Story
“Neo, sooner or later you’re going to realize, just as I did, that there’s a difference between knowing the path and walking the path.”
—Morpheus, The Matrix, 1999
Josh’s Story
In 1999, Lisa and I saw the movie The Matrix. It’s the story of Neo, a computer programmer, who learns that the world he lives in is nothing but an illusion created by computers to subdue people. Throughout the course of the movie, he fights, with the help of others, to free himself from this web of deceit, called “The Matrix,” and live free in a true reality.
Science fiction isn’t really our thing, but for some reason the film haunted us. It had nothing to do with its elaborately choreographed fight scenes and cutting-edge special effects. It was that Lisa and I had each been brought up feeling as if our lives were predetermined, or programmed for us, and we’d both always felt frustrated by the pressure to conform. We just couldn’t shake the feeling that we were, in a sense, in our own matrix, and both of us felt the urge to break free.
I had been that kid in class who maddeningly questioned everything my teacher (and my parents, for that matter) said. Never content with simply doing what I was told and accepting the boundaries set for me, I drove teachers so nuts that after a while, they’d eventually look at me and say, “Please, just be quiet and do your work, okay?”
It was a kind of torture for me to sit in school for hours, and that played out in my grades, which were usually low, if not failing. I felt like I was outside with my face pressed up against the window, but no matter how hard I knocked or yelled, no one noticed me, so I never could join their conversation.
At the schools I attended in Southern California, I began to develop a reputation among teachers, who described me with words like “disruptive,” “doesn’t apply himself,” and even “learning disability.” My parents heard these words and took me to medical professionals, who put me on medication that would help me to calm down and “focus.”
I became convinced at an early age that I just wasn’t cut out for school, and since I already felt like I didn’t fit in, I embraced it, became almost proud of it. If they didn’t want me to fit in, then I didn’t need them. I did whatever I could not to fit in. I skipped a lot of school, was referred to by the A students as “a slacker” and “a stoner,” and eventually just quit school altogether. If putting in twelve years of school, attending four years of college, and getting a “good job” were their formula for success, then, I figured, I just wouldn’t be successful.

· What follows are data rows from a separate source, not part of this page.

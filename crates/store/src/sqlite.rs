//! SQLite backend for templates and suggestions.
//!
//! Uses a single database file with two tables:
//! - `templates` — template documents as JSON plus a revision counter
//! - `suggestions` — one row per deduplicated pending pattern
//!
//! Template writes are revision-checked: `save` only lands when the
//! stored revision still matches the snapshot the caller read, which is
//! what lets the default `merge_learned` retry loop work across
//! processes sharing one database file.

use async_trait::async_trait;
use chrono::{DateTime, Duration, Utc};
use sqlx::sqlite::{SqliteConnectOptions, SqliteJournalMode, SqlitePoolOptions, SqliteSynchronous};
use sqlx::{Row, SqlitePool};
use std::str::FromStr;
use tracing::{debug, info};

use introute_core::error::StoreError;
use introute_core::pattern::Pattern;
use introute_core::scenario::Template;
use introute_core::store::{ScenarioStore, SuggestionStore};
use introute_core::suggestion::{Suggestion, SuggestionStatus};

/// Durable SQLite store implementing both persistence traits.
pub struct SqliteStore {
    pool: SqlitePool,
}

impl SqliteStore {
    /// Open (or create) a database file.
    ///
    /// Pass `"sqlite::memory:"` for an in-process ephemeral database
    /// (useful for tests).
    pub async fn new(path: &str) -> Result<Self, StoreError> {
        let options = SqliteConnectOptions::from_str(path)
            .map_err(|e| StoreError::Storage(format!("Invalid SQLite path: {e}")))?
            .create_if_missing(true)
            .journal_mode(SqliteJournalMode::Wal)
            .synchronous(SqliteSynchronous::Normal)
            .pragma("foreign_keys", "ON");

        let pool = SqlitePoolOptions::new()
            .max_connections(4)
            .connect_with(options)
            .await
            .map_err(|e| StoreError::Storage(format!("Failed to open SQLite: {e}")))?;

        let store = Self { pool };
        store.run_migrations().await?;
        info!("SQLite store initialized at {path}");
        Ok(store)
    }

    /// Create from an existing pool (useful for testing).
    pub async fn from_pool(pool: SqlitePool) -> Result<Self, StoreError> {
        let store = Self { pool };
        store.run_migrations().await?;
        Ok(store)
    }

    async fn run_migrations(&self) -> Result<(), StoreError> {
        sqlx::query(
            r#"
            CREATE TABLE IF NOT EXISTS templates (
                id       TEXT PRIMARY KEY,
                doc      TEXT NOT NULL,
                revision INTEGER NOT NULL DEFAULT 0
            )
            "#,
        )
        .execute(&self.pool)
        .await
        .map_err(|e| StoreError::Storage(format!("templates table: {e}")))?;

        sqlx::query(
            r#"
            CREATE TABLE IF NOT EXISTS suggestions (
                id             TEXT PRIMARY KEY,
                template_id    TEXT NOT NULL,
                pattern        TEXT NOT NULL,
                dedup_key      TEXT NOT NULL,
                frequency      INTEGER NOT NULL DEFAULT 1,
                first_seen     TEXT NOT NULL,
                last_seen      TEXT NOT NULL,
                status         TEXT NOT NULL DEFAULT 'pending',
                source_call_id TEXT NOT NULL
            )
            "#,
        )
        .execute(&self.pool)
        .await
        .map_err(|e| StoreError::Storage(format!("suggestions table: {e}")))?;

        sqlx::query(
            "CREATE INDEX IF NOT EXISTS idx_suggestions_dedup
             ON suggestions(template_id, dedup_key, status)",
        )
        .execute(&self.pool)
        .await
        .map_err(|e| StoreError::Storage(format!("dedup index: {e}")))?;

        debug!("SQLite migrations complete");
        Ok(())
    }

    fn row_to_suggestion(row: &sqlx::sqlite::SqliteRow) -> Result<Suggestion, StoreError> {
        let pattern_json: String = row
            .try_get("pattern")
            .map_err(|e| StoreError::Storage(format!("pattern column: {e}")))?;
        let pattern: Pattern = serde_json::from_str(&pattern_json)
            .map_err(|e| StoreError::Serialization(format!("pattern document: {e}")))?;

        let status_str: String = row
            .try_get("status")
            .map_err(|e| StoreError::Storage(format!("status column: {e}")))?;
        let status = match status_str.as_str() {
            "approved" => SuggestionStatus::Approved,
            "rejected" => SuggestionStatus::Rejected,
            _ => SuggestionStatus::Pending,
        };

        let first_seen = Self::parse_timestamp(row, "first_seen")?;
        let last_seen = Self::parse_timestamp(row, "last_seen")?;
        let frequency: i64 = row
            .try_get("frequency")
            .map_err(|e| StoreError::Storage(format!("frequency column: {e}")))?;

        Ok(Suggestion {
            id: row
                .try_get("id")
                .map_err(|e| StoreError::Storage(format!("id column: {e}")))?,
            template_id: row
                .try_get("template_id")
                .map_err(|e| StoreError::Storage(format!("template_id column: {e}")))?,
            pattern,
            dedup_key: row
                .try_get("dedup_key")
                .map_err(|e| StoreError::Storage(format!("dedup_key column: {e}")))?,
            frequency: frequency as u32,
            first_seen,
            last_seen,
            status,
            source_call_id: row
                .try_get("source_call_id")
                .map_err(|e| StoreError::Storage(format!("source_call_id column: {e}")))?,
        })
    }

    fn parse_timestamp(
        row: &sqlx::sqlite::SqliteRow,
        column: &str,
    ) -> Result<DateTime<Utc>, StoreError> {
        let raw: String = row
            .try_get(column)
            .map_err(|e| StoreError::Storage(format!("{column} column: {e}")))?;
        DateTime::parse_from_rfc3339(&raw)
            .map(|dt| dt.with_timezone(&Utc))
            .map_err(|e| StoreError::Serialization(format!("{column} timestamp: {e}")))
    }
}

#[async_trait]
impl ScenarioStore for SqliteStore {
    async fn find(&self, template_id: &str) -> Result<Template, StoreError> {
        let row = sqlx::query("SELECT doc, revision FROM templates WHERE id = ?1")
            .bind(template_id)
            .fetch_optional(&self.pool)
            .await
            .map_err(|e| StoreError::Storage(format!("SELECT template: {e}")))?
            .ok_or_else(|| StoreError::NotFound(template_id.to_string()))?;

        let doc: String = row
            .try_get("doc")
            .map_err(|e| StoreError::Storage(format!("doc column: {e}")))?;
        let revision: i64 = row
            .try_get("revision")
            .map_err(|e| StoreError::Storage(format!("revision column: {e}")))?;

        let mut template: Template = serde_json::from_str(&doc)
            .map_err(|e| StoreError::Serialization(format!("template document: {e}")))?;
        // The revision column is authoritative.
        template.revision = revision as u64;
        Ok(template)
    }

    async fn save(&self, template: &Template) -> Result<(), StoreError> {
        let next_revision = template.revision + 1;
        let mut doc = template.clone();
        doc.revision = next_revision;
        let json = serde_json::to_string(&doc)
            .map_err(|e| StoreError::Serialization(format!("template document: {e}")))?;

        let updated = sqlx::query(
            "UPDATE templates SET doc = ?1, revision = ?2 WHERE id = ?3 AND revision = ?4",
        )
        .bind(&json)
        .bind(next_revision as i64)
        .bind(&template.id)
        .bind(template.revision as i64)
        .execute(&self.pool)
        .await
        .map_err(|e| StoreError::Storage(format!("UPDATE template: {e}")))?;

        if updated.rows_affected() > 0 {
            return Ok(());
        }

        // Either the row does not exist yet or another writer got there
        // first. Try the insert path; a unique violation means conflict.
        let inserted = sqlx::query(
            "INSERT INTO templates (id, doc, revision) VALUES (?1, ?2, ?3)
             ON CONFLICT(id) DO NOTHING",
        )
        .bind(&template.id)
        .bind(&json)
        .bind(next_revision as i64)
        .execute(&self.pool)
        .await
        .map_err(|e| StoreError::Storage(format!("INSERT template: {e}")))?;

        if inserted.rows_affected() > 0 {
            Ok(())
        } else {
            Err(StoreError::Conflict {
                template_id: template.id.clone(),
                expected: template.revision,
            })
        }
    }
}

#[async_trait]
impl SuggestionStore for SqliteStore {
    async fn find_pending(
        &self,
        template_id: &str,
        dedup_key: &str,
        window: Duration,
        now: DateTime<Utc>,
    ) -> Result<Option<Suggestion>, StoreError> {
        let cutoff = (now - window).to_rfc3339();
        let row = sqlx::query(
            r#"
            SELECT * FROM suggestions
            WHERE template_id = ?1 AND dedup_key = ?2
              AND status = 'pending' AND last_seen >= ?3
            ORDER BY last_seen DESC
            LIMIT 1
            "#,
        )
        .bind(template_id)
        .bind(dedup_key)
        .bind(&cutoff)
        .fetch_optional(&self.pool)
        .await
        .map_err(|e| StoreError::Storage(format!("SELECT suggestion: {e}")))?;

        match row {
            Some(ref r) => Ok(Some(Self::row_to_suggestion(r)?)),
            None => Ok(None),
        }
    }

    async fn create(&self, suggestion: &Suggestion) -> Result<(), StoreError> {
        let pattern_json = serde_json::to_string(&suggestion.pattern)
            .map_err(|e| StoreError::Serialization(format!("pattern document: {e}")))?;

        sqlx::query(
            r#"
            INSERT INTO suggestions
                (id, template_id, pattern, dedup_key, frequency,
                 first_seen, last_seen, status, source_call_id)
            VALUES (?1, ?2, ?3, ?4, ?5, ?6, ?7, ?8, ?9)
            "#,
        )
        .bind(&suggestion.id)
        .bind(&suggestion.template_id)
        .bind(&pattern_json)
        .bind(&suggestion.dedup_key)
        .bind(suggestion.frequency as i64)
        .bind(suggestion.first_seen.to_rfc3339())
        .bind(suggestion.last_seen.to_rfc3339())
        .bind(suggestion.status.to_string())
        .bind(&suggestion.source_call_id)
        .execute(&self.pool)
        .await
        .map_err(|e| StoreError::Storage(format!("INSERT suggestion: {e}")))?;

        debug!(suggestion_id = %suggestion.id, "Suggestion created");
        Ok(())
    }

    async fn increment_frequency(
        &self,
        suggestion_id: &str,
        last_seen: DateTime<Utc>,
    ) -> Result<(), StoreError> {
        let result = sqlx::query(
            "UPDATE suggestions SET frequency = frequency + 1, last_seen = ?1 WHERE id = ?2",
        )
        .bind(last_seen.to_rfc3339())
        .bind(suggestion_id)
        .execute(&self.pool)
        .await
        .map_err(|e| StoreError::Storage(format!("UPDATE suggestion: {e}")))?;

        if result.rows_affected() == 0 {
            return Err(StoreError::NotFound(suggestion_id.to_string()));
        }
        Ok(())
    }
}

But I had come from a family of nightclub owners, so I had access to another world – a world I had often overheard the adults talking about, and which my classmates had never seen. At age 11, I had my first drink, and finally, finally, I felt like I fit in. In this world, there were people like me, people in pain, people who had been unfairly labeled, people who didn’t fit the mold. In this world, we’d found a way to deaden that pain and eliminate our stress. While this world felt comforting and familiar to me, it was also somehow thrilling. And since it had been good enough for my father, I believed that it was meant for me, too.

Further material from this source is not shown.